Unter wirtschaftlichem Druck und schwindendem Einfluss passten die Medien ihre professionellen Standards an. „In der Veränderung der professionellen Standards spiegelt sich die Anpassung der Presse, die von Haus aus zu einem diskursiven Charakter der staatsbürgerlichen Meinungs- und Willensbildung die größte Affinität hat, an die kommerziellen Dienstleistungen der Plattformen, die um die Aufmerksamkeit von Konsumenten werben. Mit der Durchsetzung von Imperativen der Aufmerksamkeitsökonomie verstärken sich in den neuen Medien freilich auch die aus der Boulevard- und Massenpresse seit langem bekannten Tendenzen zu Unterhaltsamkeit, zur affektiven Aufladung und zur Personalisierung jener Sachthemen, um die es in der politischen Öffentlichkeit geht.“
Nicht zufällig seien die Plattformen aus dem Silicon Valley zeitgleich mit der Ausbreitung des Neoliberalismus groß geworden. Der Markt im Internet musste gar nicht erst dereguliert werden.

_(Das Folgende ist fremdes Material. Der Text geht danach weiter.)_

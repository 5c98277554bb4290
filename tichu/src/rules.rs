//! [`Ruleset`] -- the handful of rule variations the engine leaves configurable.
//!
//! Every field defaults to the canonical reading used throughout this crate's own tests; the
//! alternates exist for hosts that want to offer a table-rules toggle, not because the engine
//! itself is ambivalent about them.

use derivative::Derivative;

#[derive(Copy, Clone, Debug, Eq, PartialEq)]
#[cfg_attr(feature = "serde", derive(serde::Serialize, serde::Deserialize))]
pub enum TieBreak {
    /// Keep dealing rounds until one team strictly leads at a round boundary.
    ContinuePlaying,
    /// Break a tie at or above the point target by the larger delta in the round that crossed it.
    LargerRoundDelta,
}

#[derive(Derivative, Copy, Clone, Debug, Eq, PartialEq)]
#[derivative(Default)]
#[cfg_attr(feature = "serde", derive(serde::Serialize, serde::Deserialize))]
pub struct Ruleset {
    /// Whether the Mah Jong wish clears on *any* play containing the wished rank, rather than
    /// only when that rank is played as a single. Canonical Tichu play uses the stricter
    /// single-card reading.
    #[derivative(Default(value = "false"))]
    pub wish_satisfied_by_any_play_containing_rank: bool,

    /// Whether a tailender's remaining hand cards route their point value to the opposing team
    /// rather than staying zeroed in the tailender's own stack.
    #[derivative(Default(value = "true"))]
    pub tailender_cards_to_opponents: bool,

    /// Match-ending point target.
    #[derivative(Default(value = "1000"))]
    pub match_point_target: i32,

    /// Policy applied when both teams are at or above the target at the same round boundary.
    #[derivative(Default(value = "TieBreak::ContinuePlaying"))]
    pub match_tie_break: TieBreak,
}

#[cfg(test)]
mod tests {
    use super::*;

    #[test]
    fn defaults_match_canonical_rules() {
        let rules = Ruleset::default();
        assert!(!rules.wish_satisfied_by_any_play_containing_rank);
        assert!(rules.tailender_cards_to_opponents);
        assert_eq!(rules.match_point_target, 1000);
        assert_eq!(rules.match_tie_break, TieBreak::ContinuePlaying);
    }
}
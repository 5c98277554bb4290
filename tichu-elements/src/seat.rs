//! [`Seat`] newtype (mod-4 arithmetic) and the fixed partnership it implies.

use core::fmt::{Debug, Display, Formatter};
use core::ops::{Add, Sub};
use derive_more::{From, Into};

/// Seat index -- 0, 1, 2, 3 around the table.
///
/// Forced to mod-4 arithmetic; can represent both an absolute seat or the difference between
/// two seats ("relative seat", e.g. a rotation amount).
///
/// Partnerships are fixed by opposite seats: `0` partners `2`, `1` partners `3`. Team *A* is
/// `{0, 2}`, team *B* is `{1, 3}` (see [`Team`]).
///
/// ## Optional `serde` support
///
/// Serializes as the seat index number (0/1/2/3). Deserialization checks the range.
#[derive(Copy, Clone, Default, Eq, PartialEq, Hash, From, Into)]
pub struct Seat(u8);

pub const S0: Seat = Seat(0);
pub const S1: Seat = Seat(1);
pub const S2: Seat = Seat(2);
pub const S3: Seat = Seat(3);
pub const ALL_SEATS: [Seat; 4] = [S0, S1, S2, S3];

impl Seat {
    pub const fn new(x: u8) -> Self { Seat(x & 3) }

    pub const fn add(self, other: Seat) -> Seat {
        Seat(self.0.wrapping_add(other.0) & 3)
    }

    pub const fn add_u8(self, other: u8) -> Seat {
        Seat(self.0.wrapping_add(other) & 3)
    }

    pub const fn sub(self, other: Seat) -> Seat {
        Seat(self.0.wrapping_sub(other.0) & 3)
    }

    pub const fn sub_u8(self, other: u8) -> Seat {
        Seat(self.0.wrapping_sub(other) & 3)
    }

    pub const fn to_u8(self) -> u8 { self.0 }
    pub const fn to_usize(self) -> usize { self.0 as usize }

    /// The seat immediately after me in rotation order.
    pub const fn succ(self) -> Self { self.add(S1) }

    /// My fixed partner (the seat directly across the table).
    pub const fn partner(self) -> Self { self.add(S2) }

    /// The seat immediately before me in rotation order.
    pub const fn pred(self) -> Self { self.add(S3) }

    /// The fixed team this seat belongs to.
    pub const fn team(self) -> Team {
        if self.0 & 1 == 0 { Team::A } else { Team::B }
    }
}

/// One of the two fixed partnerships: *A* = `{0, 2}`, *B* = `{1, 3}`.
#[derive(Copy, Clone, Debug, Eq, PartialEq, Hash)]
#[cfg_attr(feature = "serde", derive(serde::Serialize, serde::Deserialize))]
pub enum Team {
    A,
    B,
}

impl Team {
    pub const fn other(self) -> Self {
        match self {
            Team::A => Team::B,
            Team::B => Team::A,
        }
    }

    pub const fn seats(self) -> [Seat; 2] {
        match self {
            Team::A => [S0, S2],
            Team::B => [S1, S3],
        }
    }
}

impl Display for Team {
    fn fmt(&self, f: &mut Formatter<'_>) -> core::fmt::Result {
        write!(f, "{}", match self { Team::A => "A", Team::B => "B" })
    }
}

impl From<usize> for Seat {
    fn from(x: usize) -> Self { Self::new(x as u8) }
}

impl Into<usize> for Seat {
    fn into(self) -> usize { self.0 as usize }
}

impl Add for Seat {
    type Output = Seat;
    fn add(self, rhs: Self) -> Self::Output { self.add(rhs) }
}

impl Add<u8> for Seat {
    type Output = Seat;
    fn add(self, rhs: u8) -> Self::Output { self.add_u8(rhs) }
}

impl Sub for Seat {
    type Output = Seat;
    fn sub(self, rhs: Self) -> Self::Output { self.sub(rhs) }
}

impl Sub<u8> for Seat {
    type Output = Seat;
    fn sub(self, rhs: u8) -> Self::Output { self.sub_u8(rhs) }
}

impl Debug for Seat {
    fn fmt(&self, f: &mut Formatter<'_>) -> core::fmt::Result {
        write!(f, "Seat({})", self.0)
    }
}

impl Display for Seat {
    fn fmt(&self, f: &mut Formatter<'_>) -> core::fmt::Result {
        write!(f, "{}", self.0)
    }
}

/// Shorthand for [`Seat::new`].
pub const fn seat(i: u8) -> Seat { Seat::new(i) }

/// Returns an array of all seats, starting from the given seat, in rotation order.
///
/// Example:
/// ```
/// use tichu_elements::seat::*;
/// assert_eq!(all_seats_from(S2), [S2, S3, S0, S1]);
/// ```
pub const fn all_seats_from(seat: Seat) -> [Seat; 4] {
    [seat.add(S0), seat.add(S1), seat.add(S2), seat.add(S3)]
}

/// Returns an array of the 3 seats after the given seat, in rotation order.
///
/// Example:
/// ```
/// use tichu_elements::seat::*;
/// assert_eq!(other_seats_after(S2), [S3, S0, S1]);
/// ```
pub const fn other_seats_after(seat: Seat) -> [Seat; 3] {
    [seat.add(S1), seat.add(S2), seat.add(S3)]
}

#[cfg(feature = "serde")]
mod seat_serde {
    use core::fmt::Formatter;
    use serde::{*};
    use serde::de::{Error, Visitor};
    use super::*;

    impl Serialize for Seat {
        fn serialize<S>(&self, s: S) -> Result<S::Ok, S::Error> where S: Serializer {
            s.serialize_u8(self.0)
        }
    }

    impl<'de> Deserialize<'de> for Seat {
        fn deserialize<D>(deserializer: D) -> Result<Self, D::Error> where D: Deserializer<'de> {
            struct SeatVisitor;
            impl<'a> Visitor<'a> for SeatVisitor {
                type Value = Seat;

                fn expecting(&self, f: &mut Formatter) -> core::fmt::Result {
                    write!(f, "0..=3")
                }

                fn visit_u64<E>(self, v: u64) -> Result<Self::Value, E> where E: Error {
                    if (0..=3).contains(&v) {
                        Ok(Seat(v as u8))
                    } else {
                        Err(E::custom("out of range"))
                    }
                }
            }
            deserializer.deserialize_u8(SeatVisitor)
        }
    }
}

#[cfg(test)]
mod tests {
    use super::*;

    #[test]
    fn partner_is_opposite_seat() {
        assert_eq!(S0.partner(), S2);
        assert_eq!(S1.partner(), S3);
        assert_eq!(S2.partner(), S0);
        assert_eq!(S3.partner(), S1);
    }

    #[test]
    fn teams_are_fixed() {
        assert_eq!(S0.team(), Team::A);
        assert_eq!(S2.team(), Team::A);
        assert_eq!(S1.team(), Team::B);
        assert_eq!(S3.team(), Team::B);
        assert_eq!(Team::A.other(), Team::B);
        assert_eq!(Team::A.seats(), [S0, S2]);
    }

    #[test]
    fn rotation_helpers() {
        assert_eq!(all_seats_from(S2), [S2, S3, S0, S1]);
        assert_eq!(other_seats_after(S2), [S3, S0, S1]);
        assert_eq!(S3.succ(), S0);
        assert_eq!(S0.pred(), S3);
    }
}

Trotzdem seien sie zu einem gewissen Grad verantwortlich für journalistische Standards, weil sie eine meinungs- und mentalitätsbildende Kraft hätten.
Es muss sich etwas ändern
Jürgen Habermas hält es für ein verfassungsrechtliches Gebot, dass das Mediensystem so inklusiv gestaltet ist, wie es für den Meinungs- und Willensbildungsprozess in einer deliberativen Demokratie nötig ist. Ohne ein funktionierende Öffentlichkeit verliere der demokratische Staat an Substanz, selbst wenn Regierung und Parlament einen ordentlichen Job machten.
Eine richtige Lösung bietet die Analyse nicht. Das wäre vielleicht zu viel verlangt und sollte wiederum Aufgabe für eine öffentliche Debatte sein: Eine Form von Regulierung der digitalen Medien.
„Ein neuer Strukturwandel der Öffentlichkeit und die deliberative Politik“ ist am 12. September 2022 im Suhrkamp Verlag erschienen, hat 108 Seiten und enthält neben dem Essay noch zwei weitere Texte zum Thema. Das Taschenbuch kostet 18 Euro (eBook 15,99€).